Do you snore or grind your teeth while sleeping? Not only does this lead to a poorer night’s sleep, it can also wake you or your partner up night after night. If your snoring or teeth grinding is impacting your sleep, don’t ignore it any longer, it’s likely to only get worse.
Your dental health and sleep habits could be signaling that an underlying condition is impacting your rest, like sleep apnea — though not all snoring is a sign that something is wrong.
About 40 percent of adult men and 24 percent of adult women snore every night. When we’re snoozing and snoring, the airflow from breathing causes the tissue in the back of our throat to vibrate. The narrower your airway is, the louder your snoring will be.
About half of individuals who snore also have a sleep disorder. Sleep apnea is a condition where your airway becomes too narrow and closes, causing you to make more of a choking noise and wake up with a start. If you wake up in the middle of the night gasping for air, have ongoing sleepiness during the day, and sleep with your mouth open, speak with your physician and your dentist to see if you may have a sleep disorder.
Diagnosing Sleep Apnea
After evaluating your symptoms, your dentist or primary care physician may suspect you have sleep apnea and refer you to a sleep disorder center*. There, you will spend the night as you normally would – sleeping – while specialists monitor you. The sleep specialists will watch everything from your heart, lung, and brain activity to your breathing patterns, body movements, and blood oxygen levels while you’re asleep.
If they believe your sleep is abnormal and you have sleep apnea, a common treatment is using a positive airway pressure device (CPAP) while sleeping. This device fits over your head and nose, and may also cover the mouth. It gently blows air into your airway, helping to keep it open and avoid narrowing during sleep.
One in four patients with sleep apnea also habitually grind their teeth at night. Teeth grinding, or bruxism, can have immediate negative side effects like headaches and jaw pain, as well as long term side effects like temporomandibular joint disorder, or TMJ. This specific joint connects your jaw to your skull, and it can become injured if you continuously grind your teeth. Not everyone who grinds their teeth develops TMJ, though.
*An at-home test may also be an option.
Nighttime Teeth Grinding and your Oral Health
Another repercussion of continued teeth grinding each night is damaged teeth. If you’re gnashing, grinding, gnawing, or clenching, you can wear down your teeth over time. You can go as far as to remove their protective enamel, crack them, or wear notches into them.
It’s important to contact your dentist or primary care physician if you experience:
- Continued teeth grinding or clenching while you sleep.

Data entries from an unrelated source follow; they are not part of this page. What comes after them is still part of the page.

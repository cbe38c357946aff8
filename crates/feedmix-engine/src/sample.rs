//! Seed catalog bundled with the crate: five feeds and three breeds.

use crate::error::Result;
use crate::model::{CattleType, FeedItem};
use crate::source::{parse_cattle_types, parse_feed_catalog, InMemorySource};

pub const FEEDS_JSON: &str = include_str!("../data/feeds.json");
pub const CATTLE_TYPES_JSON: &str = include_str!("../data/cattle_types.json");

pub fn feeds() -> Result<Vec<FeedItem>> {
    parse_feed_catalog(FEEDS_JSON)
}

pub fn cattle_types() -> Result<Vec<CattleType>> {
    parse_cattle_types(CATTLE_TYPES_JSON)
}

pub fn source() -> Result<InMemorySource> {
    Ok(InMemorySource::new(feeds()?, cattle_types()?))
}
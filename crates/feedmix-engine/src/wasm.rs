//! WASM bindings for the browser dashboard
//!
//! Inputs and outputs cross the boundary as plain JS objects in the
//! dashboard's camelCase shape; errors become JS strings.

use serde::Serialize;
use wasm_bindgen::prelude::*;

use crate::engine::MixEngine;
use crate::model::{CattleType, FeedItem, NutrientBounds};
use crate::sample;
use crate::source::{CattleTypeRecord, FeedRecord, InMemorySource};

fn to_js<T: Serialize>(value: &T) -> Result<JsValue, JsValue> {
    serde_wasm_bindgen::to_value(value).map_err(|e| JsValue::from_str(&e.to_string()))
}

fn js_err(e: impl std::fmt::Display) -> JsValue {
    JsValue::from_str(&e.to_string())
}

/// Cheapest mix for explicit bounds and feeds
#[wasm_bindgen]
pub fn compute_optimal_mix(bounds: JsValue, feeds: JsValue) -> Result<JsValue, JsValue> {
    let bounds: NutrientBounds = serde_wasm_bindgen::from_value(bounds).map_err(js_err)?;
    let feeds: Vec<FeedItem> = serde_wasm_bindgen::from_value(feeds).map_err(js_err)?;

    let mix = MixEngine::default()
        .compute_optimal_mix(&bounds, &feeds)
        .map_err(js_err)?;
    to_js(&mix)
}

/// Cheapest mix for a breed, taking feed and cattle type documents as the
/// dashboard stores them
#[wasm_bindgen]
pub fn optimize_for_cattle(
    feeds: JsValue,
    cattle_types: JsValue,
    cattle_type_id: &str,
    weight: f64,
) -> Result<JsValue, JsValue> {
    let feeds: Vec<FeedRecord> = serde_wasm_bindgen::from_value(feeds).map_err(js_err)?;
    let cattle_types: Vec<CattleTypeRecord> = serde_wasm_bindgen::from_value(cattle_types).map_err(js_err)?;

    let feeds = feeds
        .into_iter()
        .map(FeedItem::try_from)
        .collect::<Result<Vec<_>, _>>()
        .map_err(js_err)?;
    let cattle_types = cattle_types
        .into_iter()
        .map(CattleType::try_from)
        .collect::<Result<Vec<_>, _>>()
        .map_err(js_err)?;

    let source = InMemorySource::new(feeds, cattle_types);
    let mix = MixEngine::default()
        .optimize_for(&source, &source, cattle_type_id, weight)
        .map_err(js_err)?;
    to_js(&mix)
}

#[derive(Serialize)]
#[serde(rename_all = "camelCase")]
struct SampleCatalog {
    feeds: Vec<FeedItem>,
    cattle_types: Vec<CattleType>,
}

/// The bundled seed feeds and cattle types
#[wasm_bindgen]
pub fn sample_catalog() -> Result<JsValue, JsValue> {
    let catalog = SampleCatalog {
        feeds: sample::feeds().map_err(js_err)?,
        cattle_types: sample::cattle_types().map_err(js_err)?,
    };
    to_js(&catalog)
}
use thiserror::Error;

/// A linear program over non-negative variables
#[cfg_attr(feature = "serde", derive(serde::Serialize, serde::Deserialize))]
#[derive(Debug, Clone)]
pub struct LpProblem {
    /// Variable names
    pub variables: Vec<String>,
    /// Upper bound per variable (`f64::INFINITY` when unbounded)
    pub upper_bounds: Vec<f64>,
    /// Objective function coefficients (costs)
    pub objective: Objective,
    /// Constraints
    pub constraints: Vec<Constraint>,
}

#[cfg_attr(feature = "serde", derive(serde::Serialize, serde::Deserialize))]
#[derive(Debug, Clone)]
pub struct Objective {
    /// Coefficients for each variable
    pub coefficients: Vec<f64>,
    /// Whether to minimize or maximize
    pub minimize: bool,
}

#[cfg_attr(feature = "serde", derive(serde::Serialize, serde::Deserialize))]
#[derive(Debug, Clone)]
pub struct Constraint {
    /// Name/label for the constraint (for diagnostics)
    pub name: String,
    /// Coefficients for each variable
    pub coefficients: Vec<f64>,
    /// Comparison operator
    pub op: ConstraintOp,
    /// Right-hand side value
    pub rhs: f64,
}

#[cfg_attr(feature = "serde", derive(serde::Serialize, serde::Deserialize))]
#[derive(Debug, Clone, Copy, PartialEq, Eq)]
pub enum ConstraintOp {
    /// Less than or equal (<=)
    Le,
    /// Greater than or equal (>=)
    Ge,
    /// Equal (=)
    Eq,
}

#[derive(Error, Debug, Clone, PartialEq)]
pub enum ProblemError {
    #[error("Problem has no variables")]
    NoVariables,
    #[error("Objective has {found} coefficients, expected {expected}")]
    ObjectiveLength { expected: usize, found: usize },
    #[error("Constraint {name} has {found} coefficients, expected {expected}")]
    ConstraintLength { name: String, expected: usize, found: usize },
    #[error("Upper bounds cover {found} variables, expected {expected}")]
    UpperBoundLength { expected: usize, found: usize },
    #[error("Non-finite value in {0}")]
    NonFinite(String),
    #[error("Negative upper bound on variable {0}")]
    NegativeUpperBound(String),
}

impl Constraint {
    /// Left-hand side value of this constraint for the given variable values
    pub fn activity(&self, values: &[f64]) -> f64 {
        self.coefficients
            .iter()
            .zip(values)
            .map(|(coef, value)| coef * value)
            .sum()
    }
}

impl LpProblem {
    pub fn new(variables: Vec<String>) -> Self {
        let n = variables.len();
        Self {
            variables,
            upper_bounds: vec![f64::INFINITY; n],
            objective: Objective {
                coefficients: vec![0.0; n],
                minimize: true,
            },
            constraints: Vec::new(),
        }
    }

    pub fn set_objective(&mut self, coefficients: Vec<f64>, minimize: bool) {
        self.objective = Objective { coefficients, minimize };
    }

    pub fn add_constraint(&mut self, name: impl Into<String>, coefficients: Vec<f64>, op: ConstraintOp, rhs: f64) {
        self.constraints.push(Constraint {
            name: name.into(),
            coefficients,
            op,
            rhs,
        });
    }

    /// Restrict a variable to `[0, upper]`
    pub fn set_upper_bound(&mut self, variable: usize, upper: f64) {
        self.upper_bounds[variable] = upper;
    }

    pub fn num_variables(&self) -> usize {
        self.variables.len()
    }

    pub fn num_constraints(&self) -> usize {
        self.constraints.len()
    }

    /// Objective value for the given variable values
    pub fn objective_value(&self, values: &[f64]) -> f64 {
        self.objective
            .coefficients
            .iter()
            .zip(values)
            .map(|(coef, value)| coef * value)
            .sum()
    }

    /// Check that every vector has the right length and every number is finite
    pub fn validate(&self) -> Result<(), ProblemError> {
        let n = self.num_variables();
        if n == 0 {
            return Err(ProblemError::NoVariables);
        }
        if self.objective.coefficients.len() != n {
            return Err(ProblemError::ObjectiveLength {
                expected: n,
                found: self.objective.coefficients.len(),
            });
        }
        if self.objective.coefficients.iter().any(|c| !c.is_finite()) {
            return Err(ProblemError::NonFinite("objective".to_string()));
        }
        if self.upper_bounds.len() != n {
            return Err(ProblemError::UpperBoundLength {
                expected: n,
                found: self.upper_bounds.len(),
            });
        }
        for (name, &upper) in self.variables.iter().zip(&self.upper_bounds) {
            if upper.is_nan() {
                return Err(ProblemError::NonFinite(format!("upper bound of {}", name)));
            }
            if upper < 0.0 {
                return Err(ProblemError::NegativeUpperBound(name.clone()));
            }
        }
        for c in &self.constraints {
            if c.coefficients.len() != n {
                return Err(ProblemError::ConstraintLength {
                    name: c.name.clone(),
                    expected: n,
                    found: c.coefficients.len(),
                });
            }
            if !c.rhs.is_finite() || c.coefficients.iter().any(|v| !v.is_finite()) {
                return Err(ProblemError::NonFinite(c.name.clone()));
            }
        }
        Ok(())
    }
}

- The wearing down of your tooth enamel, exposing deeper layers of the teeth or receding gum lines.
- Increased tooth sensitivity.
- Sleep disruption.
- Headaches in the temples.
- Damaged tissue on the inside of the mouth after sleeping.
- Soreness in the jaw, neck or face after sleeping.
- Pain similar to an earache.
- Tight jaw muscles.
- A locked jaw that won’t open or close completely.
- Teeth that are flattened, fractured, chipped or loose.
A mouth guard while sleeping can make a world of difference for a habitual teeth grinder. Your dental and/or primary care physician can help you choose the best treatment for addressing oral health issues that keep you up at night.